QUEL JOUEUR DU SPORTING T'A LE PLUS MARQUÉ ?

Il y en a plusieurs. Mais celui qui m'as le plus marqué, c'est Délio. Quand il est arrivé, on pensait qu'il était cuit, et la première année, il met plus de 20 buts. Dans son rôle à lui, c'était quelqu'un. Pascal Olmeta aussi : particulier, incroyable dans ses buts. Il y en a eu plein: Pardo, Rolland, Caso, Roger Mendy, Emon, Dalger, Alfano, Berenguier, Alain Bénédet avec qui j'ai encore des contacts, Zahoui, Chaussin, N'Kouka. En fait, je pourrais citer tout le monde. C'était un groupe plus que des individualités. À un moment donné, ils m'ont tous marqué. Rolland, quand même. J'ai joué avec lui et il a été aussi mon entraîneur. Et puis sans Rolland, le sporting que l'on a connu n'aurais jamais existé. C'est clair et net. J'insiste là-dessus. On a tous adhéré au fonctionnement, et quand ils ont mis Rolland en prison, on aurait pu tous y aller aussi. Et le pire, c'est que personne ne s'est enrichi. On n'avait pas des salaires exorbitants. On a tous accepté, car on voulait tous que le club vive. Et puis, il n'y avait pas qu'à Toulon que çà fonctionnait comme çà.

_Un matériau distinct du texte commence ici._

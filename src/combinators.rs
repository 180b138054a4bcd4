//! Constructors that build one promise out of zero or more inputs.
//!
//! Plain values among the inputs are first wrapped into fulfilled promises.
//! Inputs are observed synchronously: when the inputs settle, the aggregate
//! settles inside that same call, and continuations chained onto the
//! aggregate are deferred as usual.
use crate::{Input, Promise, Resolution, Scheduler};
use std::mem;
use std::sync::{Arc, Mutex, MutexGuard, PoisonError};

/// Outcome record produced by [`Promise::all_settled`].
///
/// `index` is the position of the input the record belongs to.
#[derive(Debug, Clone, PartialEq, Eq, Hash)]
pub enum Settled<T, E> {
    Fulfilled { index: usize, value: T },
    Rejected { index: usize, reason: E },
}

impl<T, E> Settled<T, E> {
    pub fn index(&self) -> usize {
        match self {
            Settled::Fulfilled { index, .. } | Settled::Rejected { index, .. } => *index,
        }
    }

    pub fn is_fulfilled(&self) -> bool {
        matches!(self, Settled::Fulfilled { .. })
    }
}

struct Gather<T> {
    slots: Vec<Option<T>>,
    remaining: usize,
}

fn lock<S>(mutex: &Mutex<S>) -> MutexGuard<'_, S> {
    mutex.lock().unwrap_or_else(PoisonError::into_inner)
}

impl<T, E> Promise<T, E>
where
    T: Clone + Send + 'static,
    E: Clone + Send + 'static,
{
    /// Lifts `input` into a promise.
    ///
    /// A promise is returned as is (same handle, not a copy); a plain value
    /// becomes an already fulfilled promise.
    pub fn resolve(scheduler: &Scheduler, input: Input<T, E>) -> Self {
        match input {
            Input::Promise(promise) => promise,
            Input::Value(value) => Self::fulfilled(scheduler, value),
        }
    }

    /// An already rejected promise.
    ///
    /// The reason is always wrapped, even when `E` is itself a promise type:
    /// a rejected promise carries that promise as its error.
    pub fn reject(scheduler: &Scheduler, reason: E) -> Self {
        Self::rejected(scheduler, reason)
    }

    fn normalize<I>(scheduler: &Scheduler, inputs: I) -> Vec<Self>
    where
        I: IntoIterator<Item = Input<T, E>>,
    {
        inputs
            .into_iter()
            .map(|input| Self::resolve(scheduler, input))
            .collect()
    }

    /// Fulfills with every value, in input order, once all inputs fulfill.
    /// Rejects with the first rejection to happen.
    ///
    /// # Examples
    ///
    /// ```
    /// use promise_chain::{Input, Promise, TaskQueue};
    ///
    /// let queue = TaskQueue::new();
    /// let scheduler = queue.scheduler();
    /// let (late, resolver) = Promise::<i32, String>::pair(&scheduler);
    /// let all = Promise::all(&scheduler, vec![Input::Promise(late), Input::Value(2)]);
    /// resolver.resolve(1);
    /// assert_eq!(all.peek(), Some(Ok(vec![1, 2])));
    /// ```
    pub fn all<I>(scheduler: &Scheduler, inputs: I) -> Promise<Vec<T>, E>
    where
        I: IntoIterator<Item = Input<T, E>>,
    {
        let inputs = Self::normalize(scheduler, inputs);
        let (aggregate, resolver) = Promise::pair(scheduler);
        if inputs.is_empty() {
            resolver.resolve(vec![]);
            return aggregate;
        }
        let gather = Arc::new(Mutex::new(Gather {
            slots: inputs.iter().map(|_| None).collect(),
            remaining: inputs.len(),
        }));
        for (index, input) in inputs.iter().enumerate() {
            let resolver = resolver.clone();
            let gather = gather.clone();
            input.subscribe(Box::new(move |outcome: Result<T, E>| match outcome {
                Ok(value) => {
                    let values = {
                        let mut gather = lock(&gather);
                        gather.slots[index] = Some(value);
                        gather.remaining -= 1;
                        if gather.remaining > 0 {
                            return;
                        }
                        mem::take(&mut gather.slots).into_iter().flatten().collect()
                    };
                    resolver.resolve(values);
                }
                Err(err) => resolver.reject(err),
            }));
        }
        aggregate
    }

    /// Fulfills once every input has settled, with one [`Settled`] record per
    /// input in the order they settled. Never rejects.
    pub fn all_settled<I>(scheduler: &Scheduler, inputs: I) -> Promise<Vec<Settled<T, E>>, E>
    where
        I: IntoIterator<Item = Input<T, E>>,
    {
        let inputs = Self::normalize(scheduler, inputs);
        let (aggregate, resolver) = Promise::pair(scheduler);
        if inputs.is_empty() {
            resolver.resolve(vec![]);
            return aggregate;
        }
        let total = inputs.len();
        let records = Arc::new(Mutex::new(Vec::with_capacity(total)));
        for (index, input) in inputs.iter().enumerate() {
            let resolver = resolver.clone();
            let records = records.clone();
            input.subscribe(Box::new(move |outcome: Result<T, E>| {
                let record = match outcome {
                    Ok(value) => Settled::Fulfilled { index, value },
                    Err(reason) => Settled::Rejected { index, reason },
                };
                let done = {
                    let mut records = lock(&records);
                    records.push(record);
                    if records.len() < total {
                        return;
                    }
                    mem::take(&mut *records)
                };
                resolver.resolve(done);
            }));
        }
        aggregate
    }

    /// Settles like whichever input settles first.
    ///
    /// With no inputs the returned promise stays pending forever.
    pub fn race<I>(scheduler: &Scheduler, inputs: I) -> Self
    where
        I: IntoIterator<Item = Input<T, E>>,
    {
        let inputs = Self::normalize(scheduler, inputs);
        let (winner, resolver) = Promise::pair(scheduler);
        for input in &inputs {
            let resolver = resolver.clone();
            input.subscribe(Box::new(move |outcome: Result<T, E>| {
                resolver.settle(Resolution::from(outcome))
            }));
        }
        winner
    }
}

UN SOUVENIR, UNE ANECDOTE SUR TON PASSAGE A TOULON ? 

La première anecdote, c'est quand j'arrive au premier entraînement au sporting. Je ne connaissais pas l'entraîneur. Je savais que c'était Monsieur Duval, un gars d'un certain âge. Et là, je vois un mec au bord du terrain, j'arrive avec mon sac et je me présente. Il me répond : "c'est pas moi l'entraîneur, je suis le journaliste de Var Matin, il est là-bas"... Il y a aussi celle du club Med. On se sauve à la dernière journée et on décide, pour fêter çà, de partir en douce au club Med aux Baléares. Personne n'était au courant, même pas les femmes. On sortait tous les soirs, et là Rolland envoyait au club des résumés de matchs du genre que l'on jouait contre Séville et que l'on avait gagné 3 à 1. Je n'ai jamais autant marqué de buts que lors de ces matchs-là (rire). Rolland n'a jamais mis ni le Réal, ni le Barça, çà aurait été trop gros quand même. Le pire, c'est que le lendemain matin Var Matin publiait les comptes-rendus des matchs... Un soir, là-bas ils avaient attaché les serveurs du club Med dans une pièce à côté et on s'était servi. Ils l'avaient mal pris. Je crois même que le club avait interdit de club Med pendant 10 ou 15 ans. C'était çà Toulon ! Un vrai football avec des valeurs de camaraderies, d'entraide.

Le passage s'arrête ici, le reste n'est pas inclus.